It's been a couple of months of home working now, and I'm getting pretty smug at how I can use Microsoft Teams. Video conference calls no longer suffer from fumbling around for the unmute button; exchanging emoji messages is a doddle, sending files is a cinch. So it came as a surprise...

...when Crimson asked me to attend a Teams training course and pull together a document outlining Crimson's new Microsoft Teams training service. Isn't this stuff is so easy that the last thing our clients need is formal training? After all, Microsoft Teams works like Facebook, a platform that needs no instruction manual.

It turns out that, however intuitive Microsoft Teams is, the reality of business is far from as straightforward as sharing your latest social media meme. Effective collaboration between colleagues with different working styles and – dare I say it, less organised ways of working as you, dear reader – is actually a big pain in the derrière.
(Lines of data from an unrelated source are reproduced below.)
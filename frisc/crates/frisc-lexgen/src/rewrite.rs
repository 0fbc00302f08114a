//! Turns a rule's raw regex text into [`RegexTokens`] and splices in named
//! definitions (`{name}`) recursively.

use frisc_util::FxHashMap;

use crate::error::{LexGenError, Result};
use crate::token::{self, RegexTokens};

/// Rewrites operators to reserved tokens and resolves escapes.
///
/// `\n`, `\t` and `\_` map to a newline placeholder, a tab byte and a space
/// byte respectively; any other `\X` escapes the literal byte `X`,
/// including the operator characters themselves. A bare `$` is the
/// epsilon operator (matches the empty string).
pub fn rewrite_operators(source: &str) -> RegexTokens {
    let bytes = source.as_bytes();
    let mut tokens = RegexTokens::with_capacity(bytes.len());
    let mut i = 0;
    while i < bytes.len() {
        match bytes[i] {
            b'\\' if i + 1 < bytes.len() => {
                tokens.push(match bytes[i + 1] {
                    b'n' => token::NEWLINE_LITERAL,
                    b't' => b'\t' as i16,
                    b'_' => b' ' as i16,
                    other => other as i16,
                });
                i += 2;
            }
            b'\\' => i += 1,
            b'(' => {
                tokens.push(token::LPAREN);
                i += 1;
            }
            b')' => {
                tokens.push(token::RPAREN);
                i += 1;
            }
            b'{' => {
                tokens.push(token::LBRACE);
                i += 1;
            }
            b'}' => {
                tokens.push(token::RBRACE);
                i += 1;
            }
            b'|' => {
                tokens.push(token::ALT);
                i += 1;
            }
            b'*' => {
                tokens.push(token::STAR);
                i += 1;
            }
            b'$' => {
                tokens.push(token::EPSILON);
                i += 1;
            }
            other => {
                tokens.push(other as i16);
                i += 1;
            }
        }
    }
    tokens
}

/// Replaces every `{name}` reference with `( <definition> )`, so the named
/// definition is treated as a parenthesized group by the Thompson
/// construction. `defs` must already contain the fully-spliced token
/// stream of every definition `tokens` can reference.
pub fn splice_named(tokens: &RegexTokens, defs: &FxHashMap<String, RegexTokens>) -> Result<RegexTokens> {
    let mut out = RegexTokens::with_capacity(tokens.len());
    let mut i = 0;
    while i < tokens.len() {
        if tokens[i] == token::LBRACE {
            let start = i;
            let end = tokens[start + 1..]
                .iter()
                .position(|&t| t == token::RBRACE)
                .map(|p| start + 1 + p)
                .ok_or(LexGenError::UnterminatedReference { index: start })?;
            let name = decode_name(&tokens[start + 1..end]);
            let def = defs
                .get(&name)
                .ok_or_else(|| LexGenError::UnknownDefinition { name: name.clone() })?;
            out.push(token::LPAREN);
            out.extend_from_slice(def);
            out.push(token::RPAREN);
            i = end + 1;
        } else {
            out.push(tokens[i]);
            i += 1;
        }
    }
    Ok(out)
}

fn decode_name(tokens: &[i16]) -> String {
    tokens.iter().map(|&t| (t as u8) as char).collect()
}

/// Rejects unbalanced `(`/`)` groups. The Thompson construction assumes
/// every `LPAREN` has a match, so this runs once per fully-spliced regex
/// before any automaton is built.
pub fn validate_groups(tokens: &RegexTokens) -> Result<()> {
    let mut open = Vec::new();
    for (i, &t) in tokens.iter().enumerate() {
        match t {
            token::LPAREN => open.push(i),
            token::RPAREN => {
                if open.pop().is_none() {
                    return Err(LexGenError::UnterminatedGroup { index: i });
                }
            }
            _ => {}
        }
    }
    match open.first() {
        Some(&index) => Err(LexGenError::UnterminatedGroup { index }),
        None => Ok(()),
    }
}

#[cfg(test)]
mod tests {
    use super::*;

    #[test]
    fn operators_become_reserved_tokens() {
        let tokens = rewrite_operators("a(b|c)*");
        assert_eq!(
            tokens,
            vec![
                b'a' as i16,
                token::LPAREN,
                b'b' as i16,
                token::ALT,
                b'c' as i16,
                token::RPAREN,
                token::STAR,
            ]
        );
    }

    #[test]
    fn escaped_operator_is_literal() {
        let tokens = rewrite_operators(r"\(\)");
        assert_eq!(tokens, vec![b'(' as i16, b')' as i16]);
    }

    #[test]
    fn escape_specials() {
        let tokens = rewrite_operators(r"\n\t\_");
        assert_eq!(tokens, vec![token::NEWLINE_LITERAL, b'\t' as i16, b' ' as i16]);
    }

    #[test]
    fn bare_dollar_is_epsilon_and_escaped_dollar_is_literal() {
        assert_eq!(rewrite_operators("a|$"), vec![b'a' as i16, token::ALT, token::EPSILON]);
        assert_eq!(rewrite_operators(r"\$"), vec![b'$' as i16]);
    }

    #[test]
    fn splices_named_definition_as_group() {
        let mut defs = FxHashMap::default();
        defs.insert("digit".to_string(), rewrite_operators("0|1"));
        let tokens = rewrite_operators("{digit}*");
        let spliced = splice_named(&tokens, &defs).unwrap();
        assert_eq!(
            spliced,
            vec![
                token::LPAREN,
                b'0' as i16,
                token::ALT,
                b'1' as i16,
                token::RPAREN,
                token::STAR,
            ]
        );
    }

    #[test]
    fn unknown_definition_is_an_error() {
        let defs = FxHashMap::default();
        let tokens = rewrite_operators("{nope}");
        assert!(matches!(
            splice_named(&tokens, &defs),
            Err(LexGenError::UnknownDefinition { .. })
        ));
    }

    #[test]
    fn unbalanced_groups_are_rejected() {
        assert!(validate_groups(&rewrite_operators("(ab")).is_err());
        assert!(validate_groups(&rewrite_operators("ab)")).is_err());
        assert!(validate_groups(&rewrite_operators("(a(b)*)")).is_ok());
    }
}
And while we have learnt from each other ways to use Microsoft Teams – like adding that cool penthouse apartment background on video calls – without a Highway Code to guide us in tried and trusted ways to work together, things quickly unravel.

Take document collaboration, for example. Behind the scenes, Microsoft Teams works with SharePoint, the powerful document management platform. Today we might typically work on a draft document, send it on email to colleagues for feedback, and then lose track of which draft document, in which email, is the final, final, FINAL.doc. All of this unnecessary toing and froing could be a thing of the past if everyone spent a bit of time learning about document version control.

There are hundreds of other little Teams hacks I could cite that, collectively, would free up our time and keep us all a little saner. As we learn to collaborate digitally using Microsoft Teams, our productivity chain will only ever be as strong as its weakest link: it only takes ignorant Darren in accounts to start the draft-document-on-email palaver for our neatly manicured lawn to start sprouting weeds again.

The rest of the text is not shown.